Problem –
From the entries that follow, work out how many lines contain "None". Write the number only.

Dataset content –

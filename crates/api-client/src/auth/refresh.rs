//! Single-flight coordination for token refresh.
//!
//! N requests hitting 401 at the same moment must produce exactly one call to
//! the refresh endpoint, and every waiter resolves with that attempt's
//! outcome. The pending attempt lives in a mutex-guarded slot; the
//! check-and-set holds a synchronous lock with no suspension point, so the
//! idle-to-in-flight transition is atomic with respect to concurrent 401
//! handlers. Waiters subscribe to a `watch` broadcast instead of polling.

use std::sync::Arc;
use std::time::Duration;

use parking_lot::Mutex;
use reqwest::Method;
use serde_json::{Value, json};
use tokio::sync::watch;
use tracing::{debug, warn};

use crate::auth::credentials::{CredentialStore, TokenPair};
use crate::client::unwrap_envelope;
use crate::transport::{Transport, TransportRequest};

pub(crate) const REFRESH_ENDPOINT: &str = "/auth/refresh";

#[derive(Debug, Clone, Copy, PartialEq, Eq)]
pub(crate) enum RefreshOutcome {
    /// A new pair is in the store; the caller should retry with it.
    Refreshed,
    /// The session cannot be recovered; the store has been cleared.
    Failed,
}

type OutcomeReceiver = watch::Receiver<Option<RefreshOutcome>>;

#[derive(Debug)]
pub(crate) struct RefreshCoordinator {
    transport: Arc<dyn Transport>,
    credentials: Arc<dyn CredentialStore>,
    refresh_url: String,
    access_ttl: Duration,
    refresh_ttl: Duration,
    /// `Some` while an attempt is in flight; reset to `None` on settlement
    /// regardless of outcome. Shared with the detached attempt task.
    inflight: Arc<Mutex<Option<OutcomeReceiver>>>,
}

impl RefreshCoordinator {
    pub(crate) fn new(
        transport: Arc<dyn Transport>,
        credentials: Arc<dyn CredentialStore>,
        refresh_url: String,
        access_ttl: Duration,
        refresh_ttl: Duration,
    ) -> Self {
        Self {
            transport,
            credentials,
            refresh_url,
            access_ttl,
            refresh_ttl,
            inflight: Arc::new(Mutex::new(None)),
        }
    }

    /// Resolve once the current (or a newly started) refresh attempt settles.
    ///
    /// The attempt itself runs as a detached task, so a caller that abandons
    /// its request cannot strand the remaining waiters.
    pub(crate) async fn ensure_fresh(&self) -> RefreshOutcome {
        let mut rx = {
            let mut slot = self.inflight.lock();
            match slot.as_ref() {
                Some(rx) => {
                    debug!("joining in-flight token refresh");
                    rx.clone()
                }
                None => {
                    let (tx, rx) = watch::channel(None);
                    *slot = Some(rx.clone());

                    let inflight = Arc::clone(&self.inflight);
                    let transport = Arc::clone(&self.transport);
                    let credentials = Arc::clone(&self.credentials);
                    let refresh_url = self.refresh_url.clone();
                    let (access_ttl, refresh_ttl) = (self.access_ttl, self.refresh_ttl);
                    tokio::spawn(async move {
                        let outcome = run_refresh(
                            transport,
                            credentials,
                            refresh_url,
                            access_ttl,
                            refresh_ttl,
                        )
                        .await;
                        // Back to idle before broadcasting: a 401 arriving
                        // after settlement starts a fresh attempt instead of
                        // consuming this one's outcome.
                        *inflight.lock() = None;
                        let _ = tx.send(Some(outcome));
                    });

                    rx
                }
            }
        };

        match rx.wait_for(|outcome| outcome.is_some()).await {
            Ok(outcome) => (*outcome).unwrap_or(RefreshOutcome::Failed),
            // Sender dropped without settling; treat as a failed attempt.
            Err(_) => RefreshOutcome::Failed,
        }
    }
}

/// One refresh attempt: POST the stored refresh token, rotate the pair on
/// success, clear the store on any failure.
async fn run_refresh(
    transport: Arc<dyn Transport>,
    credentials: Arc<dyn CredentialStore>,
    refresh_url: String,
    access_ttl: Duration,
    refresh_ttl: Duration,
) -> RefreshOutcome {
    let Some(refresh_token) = credentials.refresh_token() else {
        debug!("no usable refresh token; session cannot be recovered");
        return fail(&credentials);
    };

    let request = TransportRequest::new(Method::POST, refresh_url)
        .with_body(json!({ "refresh_token": refresh_token }));

    let response = match transport.execute(request).await {
        Ok(response) => response,
        Err(err) => {
            warn!(error = %err, "token refresh transport failure");
            return fail(&credentials);
        }
    };

    if !response.status.is_success() {
        warn!(status = %response.status, "token refresh rejected");
        return fail(&credentials);
    }

    let body = response.body.map(unwrap_envelope).unwrap_or(Value::Null);
    let Some(pair) = TokenPair::from_body(&body) else {
        warn!("token refresh response carried no token pair");
        return fail(&credentials);
    };

    if let Err(err) = credentials.set(&pair, access_ttl, refresh_ttl) {
        warn!(error = %err, "failed to persist refreshed credentials");
    }
    debug!("access token refreshed");
    RefreshOutcome::Refreshed
}

fn fail(credentials: &Arc<dyn CredentialStore>) -> RefreshOutcome {
    if let Err(err) = credentials.clear() {
        warn!(error = %err, "failed to clear credentials after refresh failure");
    }
    RefreshOutcome::Failed
}

#[cfg(test)]
mod tests {
    use super::*;
    use crate::auth::credentials::MemoryCredentialStore;
    use crate::test_utils::{FakeTransport, ManualClock, json_response};
    use reqwest::StatusCode;

    const DAY: Duration = Duration::from_secs(24 * 60 * 60);

    fn seeded_store(clock: Arc<ManualClock>) -> Arc<MemoryCredentialStore> {
        let store = Arc::new(MemoryCredentialStore::new(clock));
        store
            .set(
                &TokenPair {
                    access_token: "stale-access".to_owned(),
                    refresh_token: "refresh-1".to_owned(),
                },
                7 * DAY,
                30 * DAY,
            )
            .unwrap();
        store
    }

    fn coordinator(
        transport: Arc<FakeTransport>,
        store: Arc<MemoryCredentialStore>,
    ) -> RefreshCoordinator {
        RefreshCoordinator::new(
            transport,
            store,
            "https://api.test/auth/refresh".to_owned(),
            7 * DAY,
            30 * DAY,
        )
    }

    #[tokio::test]
    async fn successful_refresh_rotates_the_stored_pair() {
        let clock = Arc::new(ManualClock::default());
        let store = seeded_store(clock);
        let transport = Arc::new(FakeTransport::new(|request| {
            assert!(request.url.ends_with("/auth/refresh"));
            assert_eq!(request.bearer, None);
            assert_eq!(
                request.body.as_ref().and_then(|body| body.get("refresh_token")),
                Some(&json!("refresh-1"))
            );
            Ok(json_response(
                StatusCode::OK,
                json!({ "access_token": "access-2", "refresh_token": "refresh-2" }),
            ))
        }));

        let coordinator = coordinator(transport.clone(), store.clone());
        assert_eq!(coordinator.ensure_fresh().await, RefreshOutcome::Refreshed);

        assert_eq!(store.access_token().as_deref(), Some("access-2"));
        assert_eq!(store.refresh_token().as_deref(), Some("refresh-2"));
        assert_eq!(transport.request_count(), 1);
    }

    #[tokio::test]
    async fn concurrent_callers_share_one_refresh_call() {
        let clock = Arc::new(ManualClock::default());
        let store = seeded_store(clock);
        let transport = Arc::new(FakeTransport::new(|_| {
            Ok(json_response(
                StatusCode::OK,
                json!({ "access_token": "access-2", "refresh_token": "refresh-2" }),
            ))
        }));

        let coordinator = coordinator(transport.clone(), store);
        let outcomes = tokio::join!(
            coordinator.ensure_fresh(),
            coordinator.ensure_fresh(),
            coordinator.ensure_fresh(),
            coordinator.ensure_fresh(),
            coordinator.ensure_fresh(),
        );

        assert_eq!(
            outcomes,
            (
                RefreshOutcome::Refreshed,
                RefreshOutcome::Refreshed,
                RefreshOutcome::Refreshed,
                RefreshOutcome::Refreshed,
                RefreshOutcome::Refreshed,
            )
        );
        assert_eq!(transport.request_count(), 1);
    }

    #[tokio::test]
    async fn rejected_refresh_clears_credentials_for_all_waiters() {
        let clock = Arc::new(ManualClock::default());
        let store = seeded_store(clock);
        let transport = Arc::new(FakeTransport::new(|_| {
            Ok(json_response(
                StatusCode::UNAUTHORIZED,
                json!({ "detail": "refresh token revoked" }),
            ))
        }));

        let coordinator = coordinator(transport.clone(), store.clone());
        let outcomes = tokio::join!(coordinator.ensure_fresh(), coordinator.ensure_fresh());

        assert_eq!(outcomes, (RefreshOutcome::Failed, RefreshOutcome::Failed));
        assert_eq!(transport.request_count(), 1);
        assert_eq!(store.access_token(), None);
        assert_eq!(store.refresh_token(), None);
    }

    #[tokio::test]
    async fn missing_refresh_token_fails_without_a_network_call() {
        let clock = Arc::new(ManualClock::default());
        let store = Arc::new(MemoryCredentialStore::new(clock));
        let transport = Arc::new(FakeTransport::new(|_| {
            panic!("no transport call expected")
        }));

        let coordinator = coordinator(transport.clone(), store);
        assert_eq!(coordinator.ensure_fresh().await, RefreshOutcome::Failed);
        assert_eq!(transport.request_count(), 0);
    }

    #[tokio::test]
    async fn settled_attempt_resets_to_idle() {
        let clock = Arc::new(ManualClock::default());
        let store = seeded_store(clock);
        let transport = Arc::new(FakeTransport::new(|_| {
            Ok(json_response(
                StatusCode::OK,
                json!({ "access_token": "access-2", "refresh_token": "refresh-2" }),
            ))
        }));

        let coordinator = coordinator(transport.clone(), store);
        coordinator.ensure_fresh().await;
        coordinator.ensure_fresh().await;

        // two sequential attempts, two calls: the slot did not stay occupied
        assert_eq!(transport.request_count(), 2);
    }

    #[tokio::test]
    async fn malformed_refresh_body_is_a_failure() {
        let clock = Arc::new(ManualClock::default());
        let store = seeded_store(clock);
        let transport = Arc::new(FakeTransport::new(|_| {
            Ok(json_response(StatusCode::OK, json!({ "ok": true })))
        }));

        let coordinator = coordinator(transport, store.clone());
        assert_eq!(coordinator.ensure_fresh().await, RefreshOutcome::Failed);
        assert_eq!(store.refresh_token(), None);
    }
}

Response to this exercise –
9